Comparison of Covariance-Based Structural Equation Model and Partial Least Squares Equality Models
Abstract
Duygu Vargor and Tuncay Ogretmen
The aim of this research is to compare the differences between the objectives, distribution assumptions, sample sizes, parameters, fit indices, and measurement models of the covariance-based structural equation model (CB-SEM) and the partial and consistent partial least squares structural equation models (PLS-SEM and PLSc-SEM) to contribute to future studies. Data from Turkey's Information and Communication (ICT) scale of the Program for International Student Assessment (PISA) for the year 2018 was used. Exploratory factor analysis (EFA) was initially conducted on the data from a sample of 5963 individuals, followed by confirmatory factor Analysis (CFA) using CB-SEM, PLS-SEM, and PLSc-SEM. CFA was performed by obtaining normal and non-normal distributions from the same sample data.
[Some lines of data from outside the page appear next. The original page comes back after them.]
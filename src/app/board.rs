//! Pure board projections: column grouping, table rows, sorting, and
//! due-date urgency classification.

use std::cmp::Ordering;

use chrono::NaiveDate;
use uuid::Uuid;

use crate::types::{Column, Priority, Status, Task, TaskKind, Urgency};

const DATE_FORMAT: &str = "%Y-%m-%d";

#[derive(Debug)]
pub struct ColumnGroup<'a> {
    pub column: &'a Column,
    pub tasks: Vec<&'a Task>,
}

/// Group tasks into columns by exact id match, preserving column order.
/// Columns with no tasks yield empty groups so the view can render an
/// explicit empty state.
pub fn column_groups<'a>(columns: &'a [Column], tasks: &'a [Task]) -> Vec<ColumnGroup<'a>> {
    columns
        .iter()
        .map(|column| ColumnGroup {
            column,
            tasks: tasks
                .iter()
                .filter(|task| task.column_id == column.id)
                .collect(),
        })
        .collect()
}

/// Date-only comparison against today; time of day never matters.
pub fn due_date_urgency(due_date: Option<&str>, today: NaiveDate) -> Urgency {
    let Some(raw) = due_date else {
        return Urgency::None;
    };
    let Ok(date) = NaiveDate::parse_from_str(raw.trim(), DATE_FORMAT) else {
        return Urgency::None;
    };
    match date.cmp(&today) {
        Ordering::Less => Urgency::Overdue,
        Ordering::Equal => Urgency::DueToday,
        Ordering::Greater => Urgency::Upcoming,
    }
}

#[derive(Debug, Clone, PartialEq, Eq)]
pub struct TableRow {
    pub task_id: Uuid,
    pub title: String,
    pub assignee: String,
    pub request_date: String,
    pub status: Status,
    pub priority: Priority,
    pub kind: TaskKind,
    pub client: String,
    pub due_date: String,
    pub urgency: Urgency,
}

/// One row per task regardless of column.
pub fn table_rows(
    tasks: &[Task],
    assignee_name: impl Fn(Option<Uuid>) -> Option<String>,
    today: NaiveDate,
) -> Vec<TableRow> {
    tasks
        .iter()
        .map(|task| TableRow {
            task_id: task.id,
            title: task.title.clone(),
            assignee: assignee_name(task.assignee_id).unwrap_or_default(),
            request_date: task.request_date.clone().unwrap_or_default(),
            status: task.status,
            priority: task.priority,
            kind: task.kind,
            client: task.client.clone().unwrap_or_default(),
            due_date: task.due_date.clone().unwrap_or_default(),
            urgency: due_date_urgency(task.due_date.as_deref(), today),
        })
        .collect()
}

#[derive(Debug, Clone, Copy, PartialEq, Eq)]
pub enum SortColumn {
    Title,
    Assignee,
    RequestDate,
    Status,
    Priority,
    Client,
    Kind,
    DueDate,
}

impl SortColumn {
    pub const ALL: [SortColumn; 8] = [
        SortColumn::Title,
        SortColumn::Assignee,
        SortColumn::RequestDate,
        SortColumn::Status,
        SortColumn::Priority,
        SortColumn::Client,
        SortColumn::Kind,
        SortColumn::DueDate,
    ];

    pub fn header(self) -> &'static str {
        match self {
            SortColumn::Title => "Task",
            SortColumn::Assignee => "Assignee",
            SortColumn::RequestDate => "Requested",
            SortColumn::Status => "Status",
            SortColumn::Priority => "Priority",
            SortColumn::Client => "Client",
            SortColumn::Kind => "Type",
            SortColumn::DueDate => "Due",
        }
    }
}

#[derive(Debug, Clone, Copy, PartialEq, Eq, Default)]
pub enum SortDirection {
    #[default]
    Ascending,
    Descending,
}

#[derive(Debug, Clone, Copy, PartialEq, Eq, Default)]
pub struct TableSort {
    pub column: Option<SortColumn>,
    pub direction: SortDirection,
}

impl TableSort {
    /// Selecting the active column flips direction; any other column starts
    /// ascending.
    pub fn toggle(&mut self, column: SortColumn) {
        if self.column == Some(column) {
            self.direction = match self.direction {
                SortDirection::Ascending => SortDirection::Descending,
                SortDirection::Descending => SortDirection::Ascending,
            };
        } else {
            self.column = Some(column);
            self.direction = SortDirection::Ascending;
        }
    }
}

pub fn sort_table_rows(rows: &mut [TableRow], sort: TableSort) {
    let Some(column) = sort.column else {
        return;
    };

    rows.sort_by(|a, b| {
        let ordering = compare_rows(a, b, column);
        match sort.direction {
            SortDirection::Ascending => ordering,
            SortDirection::Descending => ordering.reverse(),
        }
    });
}

fn compare_rows(a: &TableRow, b: &TableRow, column: SortColumn) -> Ordering {
    match column {
        SortColumn::Title => compare_cells(&a.title, &b.title),
        SortColumn::Assignee => compare_cells(&a.assignee, &b.assignee),
        SortColumn::RequestDate => compare_cells(&a.request_date, &b.request_date),
        SortColumn::Status => compare_cells(a.status.label(), b.status.label()),
        // Priority orders by severity, not by label text.
        SortColumn::Priority => a.priority.rank().cmp(&b.priority.rank()),
        SortColumn::Client => compare_cells(&a.client, &b.client),
        SortColumn::Kind => compare_cells(a.kind.label(), b.kind.label()),
        SortColumn::DueDate => compare_cells(&a.due_date, &b.due_date),
    }
}

/// Numeric when both cells parse as numbers, date when both parse as dates,
/// else case-insensitive text.
fn compare_cells(a: &str, b: &str) -> Ordering {
    let a = a.trim();
    let b = b.trim();

    let a_num = a.replace(',', ".").parse::<f64>();
    let b_num = b.replace(',', ".").parse::<f64>();
    if let (Ok(a_num), Ok(b_num)) = (a_num, b_num) {
        return a_num.partial_cmp(&b_num).unwrap_or(Ordering::Equal);
    }

    let a_date = NaiveDate::parse_from_str(a, DATE_FORMAT);
    let b_date = NaiveDate::parse_from_str(b, DATE_FORMAT);
    if let (Ok(a_date), Ok(b_date)) = (a_date, b_date) {
        return a_date.cmp(&b_date);
    }

    a.to_lowercase().cmp(&b.to_lowercase())
}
The structure validity and reliability, goodness-of-fit indices, item parameters, and latent variable parameters obtained using CB-SEM, PLS-SEM, and PLSc-SEM were compared. The CB-SEM model fit indices provide a better method for explaining how well a hypothetical model fits the experimental data. PLS-SEM and PLSc-SEM, on the other hand, have sufficient reliability and validity parameters for the weight of the items, while the confidence intervals, estimations, and variances of the items are insufficient. This study concludes that it is not appropriate to claim that PLS-SEM is a preferred method when the sample size is small, and the data distributions are non-normal. It is essential for the observed data to be consistent with the hypothesis and theory; otherwise, the analysis results may lead to errors and misconceptions.